-- WHAT TO PRODUCE --
Exactly the lines from the opening of the records through the line containing "if let Err(e)" should be copied, with both included.

-- SOURCE MATERIAL --
*** Block opens ***

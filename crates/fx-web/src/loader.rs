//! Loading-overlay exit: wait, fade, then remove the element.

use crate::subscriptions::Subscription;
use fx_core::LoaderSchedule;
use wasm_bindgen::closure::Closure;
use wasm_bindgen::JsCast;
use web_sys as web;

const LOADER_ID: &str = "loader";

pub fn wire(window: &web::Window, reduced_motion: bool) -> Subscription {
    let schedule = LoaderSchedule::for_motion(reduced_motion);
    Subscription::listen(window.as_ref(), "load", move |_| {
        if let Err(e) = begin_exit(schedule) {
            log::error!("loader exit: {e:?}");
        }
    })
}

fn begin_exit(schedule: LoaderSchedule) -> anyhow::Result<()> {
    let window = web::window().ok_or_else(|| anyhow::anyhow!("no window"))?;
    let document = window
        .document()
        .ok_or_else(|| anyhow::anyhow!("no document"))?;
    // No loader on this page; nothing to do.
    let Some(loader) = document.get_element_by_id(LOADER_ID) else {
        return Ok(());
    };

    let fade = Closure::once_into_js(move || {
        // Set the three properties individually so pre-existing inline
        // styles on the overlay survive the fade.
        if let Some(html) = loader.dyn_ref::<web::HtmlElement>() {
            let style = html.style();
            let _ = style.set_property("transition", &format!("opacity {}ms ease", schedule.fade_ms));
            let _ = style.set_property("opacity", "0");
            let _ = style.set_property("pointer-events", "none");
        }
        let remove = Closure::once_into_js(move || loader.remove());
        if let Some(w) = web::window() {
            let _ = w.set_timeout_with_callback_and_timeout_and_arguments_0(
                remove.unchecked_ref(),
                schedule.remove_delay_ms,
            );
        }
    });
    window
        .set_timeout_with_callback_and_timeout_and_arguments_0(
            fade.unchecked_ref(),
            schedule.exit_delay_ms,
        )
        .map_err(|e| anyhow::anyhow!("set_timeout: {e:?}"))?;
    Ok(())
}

*** Block closes ***

-- ANSWER TO THE PROBLEM --
filename crates/fx-web/src/loader.rs
//! Loading-overlay exit: wait, fade, then remove the element.

use crate::subscriptions::Subscription;
use fx_core::LoaderSchedule;
use wasm_bindgen::closure::Closure;
use wasm_bindgen::JsCast;
use web_sys as web;

const LOADER_ID: &str = "loader";

pub fn wire(window: &web::Window, reduced_motion: bool) -> Subscription {
    let schedule = LoaderSchedule::for_motion(reduced_motion);
    Subscription::listen(window.as_ref(), "load", move |_| {
        if let Err(e) = begin_exit(schedule) {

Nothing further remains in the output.